El sueño de la mayoría de venezolanos




(Relato de ficción)














La Vaca Sagrada

(Relato de ficción inspirado en hechos no tan lejanos)

“La Vaca Sagrada” fue el apodo que la sociedad venezolana dio al avión presidencial durante la dictadura de Marcos Pérez Jiménez. Pero en estos tiempos, aquel sobrenombre se quedó corto frente al lujo del Airbus ACJ-319, un jet bimotor de élite que había sido adquirido por el autócrata anterior —ese al que llamaban el “C… Supremo”— cuando el petróleo todavía fluía a cien dólares por barril.

El dictador actual, más paranoico o más sumiso, optaba por volar en aviones prestados por su homólogo cubano, bajo los estrictos controles del temido G2. Sin embargo, el apodo había mutado de sentido: ya no se refería al avión, sino a él mismo.

“La Vaca Sagrada” era ahora el dictador.

Y no por su autoridad incuestionable, sino por las grotescas proporciones de su cuerpo.

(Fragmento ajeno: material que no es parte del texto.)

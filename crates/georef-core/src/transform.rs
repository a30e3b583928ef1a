//! Anchor-preserving shape math for the create, move, resize and rotate
//! gestures.
//!
//! Every function takes the shape as it was when the gesture started (the
//! snapshot) plus the gesture's start and current world points, and returns
//! a fresh shape. Nothing accumulates across pointer moves, so a long drag
//! cannot drift.

use crate::model::{ClipRect, HandleType, Point, Quad, Shape, ShapeKind};
use kurbo::{Affine, Vec2};

/// Distances below this are treated as coincident points.
const DEGENERATE_EPSILON: f64 = 1e-9;

// ─── Aspect lock ─────────────────────────────────────────────────────────

/// Fit `width × height` to `ratio` (width / height).
///
/// When `width / ratio > height` the height follows the width, otherwise the
/// width follows the height. Without a ratio the size is returned unchanged.
pub fn constrain_aspect(width: f64, height: f64, ratio: Option<f64>) -> (f64, f64) {
    let Some(ratio) = ratio.filter(|r| r.is_finite() && *r > 0.0) else {
        return (width, height);
    };
    if width / ratio > height {
        (width, width / ratio)
    } else {
        (height * ratio, height)
    }
}

/// Lay out an axis-aligned `width × height` box with `anchor` at the corner
/// facing away from `pointer`.
///
/// The four branches correspond to the pointer being right+below, left+below,
/// right+above or left+above the anchor.
pub fn place_from_anchor(anchor: Point, pointer: Point, width: f64, height: f64) -> Quad {
    let right = pointer.x >= anchor.x;
    let below = pointer.y >= anchor.y;
    let (a, w, h) = (anchor, width, height);
    match (right, below) {
        (true, true) => Quad::new(
            a,
            Point::new(a.x + w, a.y),
            Point::new(a.x, a.y + h),
            Point::new(a.x + w, a.y + h),
        ),
        (false, true) => Quad::new(
            Point::new(a.x - w, a.y),
            a,
            Point::new(a.x - w, a.y + h),
            Point::new(a.x, a.y + h),
        ),
        (true, false) => Quad::new(
            Point::new(a.x, a.y - h),
            Point::new(a.x + w, a.y - h),
            a,
            Point::new(a.x + w, a.y),
        ),
        (false, false) => Quad::new(
            Point::new(a.x - w, a.y - h),
            Point::new(a.x, a.y - h),
            Point::new(a.x - w, a.y),
            a,
        ),
    }
}

// ─── Create ──────────────────────────────────────────────────────────────

/// The box spanned by `anchor` and `pointer`, optionally aspect-locked.
pub fn create_box(anchor: Point, pointer: Point, ratio: Option<f64>) -> Quad {
    let (w, h) = constrain_aspect(
        (pointer.x - anchor.x).abs(),
        (pointer.y - anchor.y).abs(),
        ratio,
    );
    place_from_anchor(anchor, pointer, w, h)
}

pub fn create_shape(kind: ShapeKind, anchor: Point, pointer: Point, ratio: Option<f64>) -> Shape {
    let quad = create_box(anchor, pointer, ratio);
    match kind {
        ShapeKind::Rect => Shape::Rect(quad.bounding_rect()),
        ShapeKind::Quad => Shape::Quad(quad),
    }
}

// ─── Move ────────────────────────────────────────────────────────────────

/// Snapshot shifted by `current - start`.
pub fn translate_shape(snapshot: &Shape, start: Point, current: Point) -> Shape {
    snapshot.translated(current - start)
}

// ─── Resize ──────────────────────────────────────────────────────────────

/// Resize an axis-aligned rect by dragging `handle` to `pointer`.
///
/// Corners yield the bounding box of the opposite corner and the pointer.
/// Edges move one axis only, anchored on the opposite edge. Width and height
/// stay non-negative because the result is always rebuilt from two points.
pub fn resize_rect(snapshot: &ClipRect, handle: HandleType, pointer: Point) -> ClipRect {
    let s = snapshot;
    match handle {
        h if h.is_corner() => match s.handle_point(h.opposite()) {
            Some(anchor) => ClipRect::from_points(anchor, pointer),
            None => *s,
        },
        HandleType::Left => ClipRect::from_points(
            Point::new(s.max_x(), s.min_y()),
            Point::new(pointer.x, s.max_y()),
        ),
        HandleType::Right => ClipRect::from_points(
            Point::new(s.min_x(), s.min_y()),
            Point::new(pointer.x, s.max_y()),
        ),
        HandleType::Top => ClipRect::from_points(
            Point::new(s.min_x(), s.max_y()),
            Point::new(s.max_x(), pointer.y),
        ),
        HandleType::Bottom => ClipRect::from_points(
            Point::new(s.min_x(), s.min_y()),
            Point::new(s.max_x(), pointer.y),
        ),
        _ => *s,
    }
}

/// Maps world space into the quad's own frame: top-left at the origin and
/// the top edge along +x.
fn local_frame(quad: &Quad) -> Affine {
    Affine::rotate(-quad.rotation()) * Affine::translate(-quad.top_left.to_vec2())
}

/// Resize a free quad by dragging `handle` to `pointer`.
///
/// The math runs in the quad's local frame, so rotated quads keep their
/// rotation. Corners anchor on the opposite corner and reuse the create
/// placement (including the aspect lock). Edges anchor on the opposite edge;
/// with an aspect lock the other dimension follows and stays centered.
pub fn resize_quad(
    snapshot: &Quad,
    handle: HandleType,
    pointer: Point,
    ratio: Option<f64>,
) -> Quad {
    if !(handle.is_corner() || handle.is_edge()) {
        return *snapshot;
    }
    let to_local = local_frame(snapshot);
    let to_world = to_local.inverse();
    let bounds = snapshot.map(|p| to_local * p).bounding_rect();
    let p = to_local * pointer;

    let local = if handle.is_corner() {
        let Some(anchor) = bounds.handle_point(handle.opposite()) else {
            return *snapshot;
        };
        create_box(anchor, p, ratio)
    } else {
        resize_edge_local(&bounds, handle, p, ratio)
    };

    // A collapsed box has no rotation left to carry into the next resize.
    let extent = local.bounding_rect();
    if extent.width < DEGENERATE_EPSILON || extent.height < DEGENERATE_EPSILON {
        log::trace!("resize {handle:?}: collapsed box, keeping snapshot");
        return *snapshot;
    }
    let result = local.map(|q| to_world * q);
    if result.is_finite() { result } else { *snapshot }
}

fn resize_edge_local(bounds: &ClipRect, handle: HandleType, p: Point, ratio: Option<f64>) -> Quad {
    let center = bounds.center();
    let ratio = ratio.filter(|r| r.is_finite() && *r > 0.0);
    let rect = match handle {
        HandleType::Left | HandleType::Right => {
            let anchor_x = if handle == HandleType::Left {
                bounds.max_x()
            } else {
                bounds.min_x()
            };
            let width = (p.x - anchor_x).abs();
            let height = ratio.map_or(bounds.height, |r| width / r);
            ClipRect::new(
                Point::new(anchor_x.min(p.x), center.y - height / 2.0),
                width,
                height,
            )
        }
        _ => {
            let anchor_y = if handle == HandleType::Top {
                bounds.max_y()
            } else {
                bounds.min_y()
            };
            let height = (p.y - anchor_y).abs();
            let width = ratio.map_or(bounds.width, |r| height * r);
            ClipRect::new(
                Point::new(center.x - width / 2.0, anchor_y.min(p.y)),
                width,
                height,
            )
        }
    };
    rect.to_quad()
}

/// Resize either shape variant. Rects ignore the aspect lock.
pub fn resize_shape(
    snapshot: &Shape,
    handle: HandleType,
    pointer: Point,
    ratio: Option<f64>,
) -> Shape {
    match snapshot {
        Shape::Rect(r) => Shape::Rect(resize_rect(r, handle, pointer)),
        Shape::Quad(q) => Shape::Quad(resize_quad(q, handle, pointer, ratio)),
    }
}

// ─── Rotate ──────────────────────────────────────────────────────────────

/// Angle swept from `start` to `current` around `center`, in radians.
///
/// Returns 0 when either point coincides with the center, where `atan2` has
/// no meaningful answer.
pub fn rotation_delta(center: Point, start: Point, current: Point) -> f64 {
    let from: Vec2 = start - center;
    let to: Vec2 = current - center;
    if from.hypot() < DEGENERATE_EPSILON || to.hypot() < DEGENERATE_EPSILON {
        log::trace!("rotation about {center:?}: pointer on the pivot, no delta");
        return 0.0;
    }
    let delta = to.atan2() - from.atan2();
    if delta.is_finite() { delta } else { 0.0 }
}

/// Rotate the snapshot about its own centroid by the angle swept from
/// `start` to `current`.
pub fn rotate_quad(snapshot: &Quad, start: Point, current: Point) -> Quad {
    let center = snapshot.centroid();
    let delta = rotation_delta(center, start, current);
    if delta == 0.0 {
        return *snapshot;
    }
    let rotation = Affine::rotate_about(delta, center);
    snapshot.map(|p| rotation * p)
}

Una anatomía deformada por años de comilonas y excesos, por banquetes servidos en la Suite Japonesa y en el Salón Joaquín Crespo del Palacio de Miraflores. Mientras el pueblo rebuscaba entre desperdicios, él engullía puntas traseras, mondongo y exquisiteces mediterráneas con la voracidad del que ha perdido el pudor.

Los primeros tres meses del año marcaron el inicio del fin.

En enero, la llamada Operación Gedeón concluyó con una ejecución brutal, transmitida en vivo por redes sociales. Un puñado de rebeldes logró ridiculizar a las fuerzas del régimen sobrevolando con un helicóptero las sedes del poder. No causaron víctimas. Sin embargo, el régimen respondió con artillería pesada y lanzagranadas, en un acto tan salvaje como innecesario. La ONU y organismos internacionales alzaron la voz. Pero, como era costumbre, el eco fue ignorado.

Febrero trajo sanciones más precisas y letales: dirigidas a funcionarios corruptos, a testaferros, a torturadores. Las finanzas internacionales del régimen comenzaron a agrietarse. Embargos, bloqueos, congelamientos. El régimen apostó entonces por una criptomoneda con nombre patriótico, que terminó siendo el epítome del fracaso: no atrajo inversión, no estabilizó nada. Fue solo otro monumento a la ruina.

El dólar paralelo se disparaba como un cohete sin control, y la hiperinflación —rabiosa, incontrolable— devoraba los restos del ingreso nacional.

En marzo, la crisis se volvió inaguantable incluso para los cómplices de uniforme. Los cargamentos de petróleo y productos importados eran retenidos por embargos judiciales. Los generales, antes leales por conveniencia, comenzaron a murmurar. El saqueo se había secado.

Y el dictador… se hundía. Encerrado en su palacio, mostraba síntomas de un letargo terminal, como aquel Cipriano Castro que abandonó el país para no volver.

En un último intento de perpetuarse, la Asamblea Constituyente —una caricatura de Parlamento— anunció elecciones anticipadas. Nadie las tomó en serio. La comunidad internacional denunció el fraude. La oposición se levantó de la mesa de “negociaciones” en República Dominicana, harta del teatro.

La atmósfera era de vigilia, de país en suspenso.

Entonces ocurrió algo inesperado: jueces de México, Colombia, Argentina y España emitieron órdenes de arresto contra el dictador y sus ministros, alineándose con una sentencia histórica de la Corte Penal Internacional. Por primera vez, se desmantelaban las inmunidades diplomáticas que protegían a criminales de Estado. Y el nombre del dictador encabezaba esa lista negra.

Mientras tanto, las calles ofrecían imágenes de otro mundo: hombres, mujeres y niños asaltando camiones de basura para encontrar comida. Un reportaje del New York Times comparó la escena con un episodio de The Walking Dead. En Venezuela, el horror ya no era una excepción: era la rutina.

Y entonces, la noche del 19 de marzo, en medio de un toque de queda que envolvía a Caracas en un silencio mortuorio, un estruendo rompió la calma.

Desde La Carlota, el rugido de un avión presidencial despegando, escoltado por dos cazas Sukhoi, sacudió los techos de la ciudad. Muchos recordaron, con escalofríos, la madrugada del 23 de enero de 1958, cuando Pérez Jiménez escapó a Santo Domingo.

Ahora, igual que entonces, el dictador huía.
Y dejaba atrás un país en ruinas.
Pero también un pueblo… al borde del despertar.